Os hábitos de consumo no Brasil

Enviada em 14/04/2019

A alegoria da caverna, escrita pelo filósofo grego Platão, poderia ser relacionada ao consumo do brasileiro. Em suma, a caverna seria o mundo globalizado que vigora no século XXI, e as sombras projetadas na parede seriam a constante manipulação das indústrias desde a tenra infância, por meio de propagandas, até a idade adulta. Portanto, torna-se necessário o debate acerca dos hábitos de consumo no Brasil e o quão negativamente esses costumes em execesso podem influenciar no corpo social.

Sobretudo, é importante salientar a diferença entre consumo e consumismo. O primeiro termo se refere à prática necessária para a sobrevivência na sociedade, enquando o segundo é o hábito de adquirir produtos sem precisar deles, de maneira inconsciente e alienada. De acordo com o Serviço de Proteção ao Crédito Brasil apenas 28% dos consumidores são conscientes,logo, percebe-se que o consumo do brasileiro apresenta uma tendência consumista.

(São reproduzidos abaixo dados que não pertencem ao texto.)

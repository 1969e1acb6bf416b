//! Path search over a [`GraphData`]: Dijkstra with uniform edge weight.

use std::cmp::Ordering;
use std::collections::BinaryHeap;

use crate::graph::GraphData;
use crate::model::{EdgeId, NodeId};

/// A path through the graph.
#[derive(Debug, Clone, PartialEq, Eq)]
pub struct RawPath {
    /// Nodes along the path, source first.
    pub node_ids: Vec<NodeId>,
    /// Edges along the path; `edges[i]` joins `node_ids[i]` and `node_ids[i + 1]`.
    pub edges: Vec<EdgeId>,
}

impl RawPath {
    /// Number of edges traversed.
    pub fn hops(&self) -> usize {
        self.edges.len()
    }
}

/// Shortest path from `source` to `target` with every edge weighing 1.
///
/// Only outgoing edges are followed. The search stops as soon as the target
/// leaves the queue. Returns `None` if the target is unreachable or if the
/// path would hold a single node (`source == target`). Among equally short
/// paths the one through lower node ids is preferred.
pub fn shortest_unweighted_path(
    graph: &GraphData,
    source: NodeId,
    target: NodeId,
) -> Option<RawPath> {
    let n = graph.node_count();
    let mut dist: Vec<Option<usize>> = vec![None; n];
    let mut prev: Vec<Option<(NodeId, EdgeId)>> = vec![None; n];
    let mut visited = vec![false; n];

    dist[source.0] = Some(0);

    let mut heap = BinaryHeap::new();
    heap.push(DijkstraState {
        cost: 0,
        node: source,
    });

    while let Some(DijkstraState { cost, node }) = heap.pop() {
        if node == target {
            break;
        }

        if visited[node.0] {
            continue;
        }
        visited[node.0] = true;

        for &edge_id in graph.outgoing(node) {
            let next = graph.edge(edge_id).to();
            let new_dist = cost + 1;

            if dist[next.0].map_or(true, |d| new_dist < d) {
                dist[next.0] = Some(new_dist);
                prev[next.0] = Some((node, edge_id));
                heap.push(DijkstraState {
                    cost: new_dist,
                    node: next,
                });
            }
        }
    }

    // Reconstruct path.
    let mut node_ids = Vec::new();
    let mut edges = Vec::new();
    let mut current = target;

    while let Some((parent, edge_id)) = prev[current.0] {
        node_ids.push(current);
        edges.push(edge_id);
        current = parent;
    }

    // Unreachable, or a same-node query.
    if current != source || node_ids.is_empty() {
        return None;
    }

    node_ids.push(source);
    node_ids.reverse();
    edges.reverse();

    Some(RawPath { node_ids, edges })
}

/// State for Dijkstra's priority queue (min-heap by cost, then node id).
#[derive(Debug, Clone, Copy, PartialEq, Eq)]
struct DijkstraState {
    cost: usize,
    node: NodeId,
}

impl Ord for DijkstraState {
    fn cmp(&self, other: &Self) -> Ordering {
        // Reverse for min-heap (BinaryHeap is a max-heap).
        other
            .cost
            .cmp(&self.cost)
            .then_with(|| other.node.cmp(&self.node))
    }
}

impl PartialOrd for DijkstraState {
    fn partial_cmp(&self, other: &Self) -> Option<Ordering> {
        Some(self.cmp(other))
    }
}

#[cfg(test)]
mod tests {
    use super::*;

    /// ```text
    /// A --> B --> C
    /// A --------> C
    /// C --> D
    /// E (isolated)
    /// ```
    fn build_test_graph() -> GraphData {
        let mut graph = GraphData::default();
        graph.find_or_add_edge("A", "B", "ab");
        graph.find_or_add_edge("B", "C", "bc");
        graph.find_or_add_edge("A", "C", "ac");
        graph.find_or_add_edge("C", "D", "cd");
        graph.find_or_add_node("E");
        graph
    }

    fn id(graph: &GraphData, name: &str) -> NodeId {
        graph.find_node(name).unwrap()
    }

    #[test]
    fn test_direct_edge_beats_detour() {
        let graph = build_test_graph();
        let path = shortest_unweighted_path(&graph, id(&graph, "A"), id(&graph, "C")).unwrap();

        assert_eq!(graph.path_names(&path.node_ids), vec!["A", "C"]);
        assert_eq!(path.hops(), 1);
        assert_eq!(graph.edge(path.edges[0]).edge_key(), "ac");
    }

    #[test]
    fn test_multi_hop_path_and_edges() {
        let graph = build_test_graph();
        let path = shortest_unweighted_path(&graph, id(&graph, "A"), id(&graph, "D")).unwrap();

        assert_eq!(graph.path_names(&path.node_ids), vec!["A", "C", "D"]);
        let keys: Vec<&str> = path.edges.iter().map(|&e| graph.edge(e).edge_key()).collect();
        assert_eq!(keys, vec!["ac", "cd"]);
    }

    #[test]
    fn test_direction_is_respected() {
        let graph = build_test_graph();
        // D has no outgoing edges, so it can't reach A.
        assert!(shortest_unweighted_path(&graph, id(&graph, "D"), id(&graph, "A")).is_none());
    }

    #[test]
    fn test_isolated_node_unreachable() {
        let graph = build_test_graph();
        assert!(shortest_unweighted_path(&graph, id(&graph, "A"), id(&graph, "E")).is_none());
    }

    #[test]
    fn test_same_node_is_none() {
        let graph = build_test_graph();
        assert!(shortest_unweighted_path(&graph, id(&graph, "A"), id(&graph, "A")).is_none());
    }

    #[test]
    fn test_self_loop_same_node_is_none() {
        let mut graph = GraphData::default();
        graph.find_or_add_edge("A", "A", "self");
        let a = id(&graph, "A");
        assert!(shortest_unweighted_path(&graph, a, a).is_none());
    }

    #[test]
    fn test_cycle_terminates() {
        let mut graph = GraphData::default();
        graph.find_or_add_edge("A", "B", "1");
        graph.find_or_add_edge("B", "C", "2");
        graph.find_or_add_edge("C", "A", "3");
        graph.find_or_add_edge("C", "D", "4");

        let path = shortest_unweighted_path(&graph, id(&graph, "B"), id(&graph, "D")).unwrap();
        assert_eq!(graph.path_names(&path.node_ids), vec!["B", "C", "D"]);

        let path = shortest_unweighted_path(&graph, id(&graph, "C"), id(&graph, "B")).unwrap();
        assert_eq!(graph.path_names(&path.node_ids), vec!["C", "A", "B"]);
    }

    #[test]
    fn test_equal_length_paths_return_one_of_them() {
        let mut graph = GraphData::default();
        graph.find_or_add_edge("S", "L", "1");
        graph.find_or_add_edge("S", "R", "2");
        graph.find_or_add_edge("L", "T", "3");
        graph.find_or_add_edge("R", "T", "4");

        let path = shortest_unweighted_path(&graph, id(&graph, "S"), id(&graph, "T")).unwrap();
        let names = graph.path_names(&path.node_ids);
        assert_eq!(names.len(), 3);
        assert!(names == vec!["S", "L", "T"] || names == vec!["S", "R", "T"]);
    }
}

Contudo, além das propagandas manipulativas tem se utilizado uma estratégia de mercado prejudicial ao meio ambiente, a obsolescência programada. Tal conceito se caracteriza pelo fabricante determinar um curto tempo de vida útil de seus produtos. Desse modo, o grande problema disso é a maneira em que é feita a compra desenfreada e a deposição irresponsável do lixo eletrônico, que contém metais pesados e emitem poluentes que contaminam o ecossistema.

Infere-se, portanto, que cabe às autoridades brasileiras não deixar seu povo ser influenciado pelas sombras projetadas na parede da caverna. Assim sendo, o Mininstério da Educação em conjunto ao Ministério do Meio Ambiente deveriam estipular uma carga-horária obrigatória de “Educação financeira e consumo consciente” nas escolas e promover atividades lúdicas que estimulassem a inserção responsável do estudante no mercado consumidor. Dessa maneira, seria refletido na próxima gração o que o economista Arthur Lewis disse “Educação nunca foi despesa. Sempre foi investimento com retorno garantido”.